The Diplomatica briefcase line, sleek document holders, Bamboo traveller trunks, arrotolata travel totes, all have global, modern appeal. With sophisticated male consumers in Asia looking more towards boutique brands, the likes of Tramontano could do well.

The problem isn't just distribution or international recognition, as E. Marinella's third-generation owner Maurizio Marinella notes.

The Italian fashion industry has a much larger value than the German auto industry
Riccardo Maria Monti, Italian Trade Agency


It has become a challenge to find young talent in Italy. The textile and clothing sector workforce dropped from 446,900 in 2011 to 412,300 in 2013, with a 2 per cent shrinkage in gross turnover in the sector in that period.

"We wanted to hire 10 more young people this year to expand our business, but we just couldn't find them," says Marinella, who runs the globally renowned Neapolitan tie-maker, which opened a permanent Hong Kong boutique, its first in China, at the Landmark this year.

"Many young people would rather work in a call centre than a factory or atelier," Marinella says. "I do believe that it's very important to promote handiwork as a noble activity," says Monti. "I think the situation is improving, as we've invested in the industry. The programme we have in Naples specifically educates young people about handicrafts."

Monti is quick to remind that Italy remains a global centre for manufacturing and crafts in fashion and accessories, and it's where high fashion labels go to produce their top-tier goods.

"The Italian fashion industry has a much larger value than the German auto industry," Monti says, "so it's really valuable. It's a huge export. Fashion and textiles [and not accessories or jewellery] accounted for €25 billion (HK$241 billion) of export value this year, and it's growing."

"This 'Finest Menswear in Campania' programme was really focused for promoting our brands and crafts in countries and markets where we are less well known. If you go to London, Paris and Berlin, brands like E. Marinella are already household names. But that's less so in other places, so we believe we need to invest in these areas."

There is plenty of possibility, as the tours around the Naples factories showed. According to Monti, fashion pulls in roughly half a billion euros in exports a year in the region.

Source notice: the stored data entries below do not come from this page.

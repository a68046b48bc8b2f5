//! Periodic memory-pressure sampling with tiered eviction.

use std::sync::Arc;
use std::time::Duration;

use parking_lot::RwLock;
use serde::{Deserialize, Serialize};
use tokio_util::sync::CancellationToken;

use crate::config::{HealthConfig, TierConfig};
use crate::orchestrator::Orchestrator;
use crate::session::CloseReason;

#[derive(Debug, Clone, Copy, PartialEq, Eq, Serialize, Deserialize)]
#[serde(rename_all = "snake_case")]
pub enum PressureAction {
    Warn,
    CloseOldestHalf,
    CloseAll,
}

/// Ordered table of (threshold, action) tiers.
#[derive(Debug, Clone)]
pub struct PressurePolicy {
    budget_bytes: u64,
    tiers: Vec<TierConfig>,
}

impl PressurePolicy {
    pub fn new(budget_mb: u64, mut tiers: Vec<TierConfig>) -> Self {
        tiers.sort_by(|a, b| a.threshold.total_cmp(&b.threshold));
        Self {
            budget_bytes: budget_mb.saturating_mul(1024 * 1024),
            tiers,
        }
    }

    pub fn from_config(cfg: &HealthConfig) -> Self {
        Self::new(cfg.memory_budget_mb, cfg.tiers.clone())
    }

    /// Highest tier whose threshold `rss_bytes` has reached.
    pub fn evaluate(&self, rss_bytes: u64) -> Option<&TierConfig> {
        if self.budget_bytes == 0 {
            return None;
        }
        let ratio = rss_bytes as f64 / self.budget_bytes as f64;
        self.tiers.iter().rev().find(|t| ratio >= t.threshold)
    }
}

/// Source of the current process memory footprint.
pub trait MemorySampler: Send + Sync + 'static {
    /// Resident set size in bytes, if it can be determined.
    fn rss_bytes(&self) -> Option<u64>;
}

/// Reads `/proc/self/statm` (Linux).
pub struct ProcMemorySampler;

impl MemorySampler for ProcMemorySampler {
    #[cfg(target_os = "linux")]
    fn rss_bytes(&self) -> Option<u64> {
        let statm = std::fs::read_to_string("/proc/self/statm").ok()?;
        let resident: u64 = statm.split_whitespace().nth(1)?.parse().ok()?;
        let page = unsafe { libc::sysconf(libc::_SC_PAGESIZE) };
        if page <= 0 {
            return None;
        }
        Some(resident * page as u64)
    }

    #[cfg(not(target_os = "linux"))]
    fn rss_bytes(&self) -> Option<u64> {
        None
    }
}

#[derive(Debug, Clone, Serialize)]
#[serde(rename_all = "camelCase")]
pub struct HealthSample {
    pub rss_bytes: Option<u64>,
    pub budget_bytes: u64,
    pub live_sessions: usize,
    pub tier: Option<String>,
    pub closed: usize,
}

pub struct HealthMonitor {
    orchestrator: Orchestrator,
    policy: PressurePolicy,
    sampler: Box<dyn MemorySampler>,
    interval: Duration,
    last: Arc<RwLock<Option<HealthSample>>>,
}

impl HealthMonitor {
    pub fn new(
        orchestrator: Orchestrator,
        cfg: &HealthConfig,
        sampler: Box<dyn MemorySampler>,
    ) -> Self {
        Self {
            orchestrator,
            policy: PressurePolicy::from_config(cfg),
            sampler,
            interval: Duration::from_secs(cfg.interval_secs.max(1)),
            last: Arc::new(RwLock::new(None)),
        }
    }

    /// Shared handle to the most recent sample, for `/stats`.
    pub fn last_sample(&self) -> Arc<RwLock<Option<HealthSample>>> {
        self.last.clone()
    }

    /// Take one sample and apply the matching tier's action.
    pub fn tick(&self) -> HealthSample {
        let rss = self.sampler.rss_bytes();
        let live = self.orchestrator.registry().live_count();
        let tier = rss.and_then(|r| self.policy.evaluate(r));

        let mut closed = 0;
        if let Some(tier) = tier {
            match tier.action {
                PressureAction::Warn => {
                    tracing::warn!(tier = %tier.name, rss = ?rss, live, "memory pressure");
                }
                PressureAction::CloseOldestHalf => {
                    let n = live.div_ceil(2);
                    tracing::warn!(tier = %tier.name, rss = ?rss, live, closing = n, "memory pressure, closing oldest sessions");
                    closed = self
                        .orchestrator
                        .close_oldest(n, CloseReason::MemoryPressure)
                        .len();
                    release_memory();
                }
                PressureAction::CloseAll => {
                    tracing::error!(tier = %tier.name, rss = ?rss, live, "critical memory pressure, closing all sessions");
                    closed = self.orchestrator.close_all(CloseReason::MemoryPressure).len();
                    release_memory();
                }
            }
        }

        let sample = HealthSample {
            rss_bytes: rss,
            budget_bytes: self.policy.budget_bytes,
            live_sessions: live,
            tier: tier.map(|t| t.name.clone()),
            closed,
        };
        *self.last.write() = Some(sample.clone());
        sample
    }

    pub async fn run(self, cancel: CancellationToken) {
        let mut interval = tokio::time::interval(self.interval);
        interval.set_missed_tick_behavior(tokio::time::MissedTickBehavior::Delay);
        loop {
            tokio::select! {
                _ = interval.tick() => {
                    let sample = self.tick();
                    tracing::debug!(?sample, "health sample");
                }
                _ = cancel.cancelled() => break,
            }
        }
    }
}

/// Return freed heap pages to the OS.
fn release_memory() {
    #[cfg(all(target_os = "linux", target_env = "gnu"))]
    unsafe {
        libc::malloc_trim(0);
    }
}

#[cfg(test)]
mod tests {
    use super::*;

    const MB: u64 = 1024 * 1024;

    fn default_policy() -> PressurePolicy {
        PressurePolicy::from_config(&HealthConfig::default())
    }

    #[test]
    fn below_all_tiers() {
        assert!(default_policy().evaluate(100 * MB).is_none());
    }

    #[test]
    fn high_tier_at_eighty_percent() {
        let policy = default_policy();
        let tier = policy.evaluate(820 * MB).unwrap();
        assert_eq!(tier.name, "high");
        assert_eq!(tier.action, PressureAction::CloseOldestHalf);
    }

    #[test]
    fn critical_wins_over_high() {
        let policy = default_policy();
        let tier = policy.evaluate(1000 * MB).unwrap();
        assert_eq!(tier.action, PressureAction::CloseAll);
    }

    #[test]
    fn tiers_are_sorted_by_threshold() {
        let policy = PressurePolicy::new(
            100,
            vec![
                TierConfig {
                    name: "critical".into(),
                    threshold: 0.9,
                    action: PressureAction::CloseAll,
                },
                TierConfig {
                    name: "warn".into(),
                    threshold: 0.5,
                    action: PressureAction::Warn,
                },
            ],
        );
        assert_eq!(policy.evaluate(60 * MB).unwrap().name, "warn");
        assert_eq!(policy.evaluate(95 * MB).unwrap().name, "critical");
    }

    #[test]
    fn zero_budget_disables_policy() {
        let policy = PressurePolicy::new(0, HealthConfig::default().tiers);
        assert!(policy.evaluate(u64::MAX).is_none());
    }

    #[cfg(target_os = "linux")]
    #[test]
    fn proc_sampler_reports_rss() {
        assert!(ProcMemorySampler.rss_bytes().unwrap() > 0);
    }
}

"This half a billion could easily become three or four billion in a few years if we do a good job," he says.

Developing newer markets is a key way of addressing the imbalance of the fashion and apparel trade in the south.

The appetite for southern Italian menswear of good repute is global, and Campania's brands offer a competitive advantage over many other European labels.

European Union funds have been allocated to the campaign.

"We believe that this is one of the best ways to create sustainable development," Monti says. "The south of Italy has 30 per cent of the population but only 10 per cent of exports. This imbalance is unacceptable, so we need to invest more here."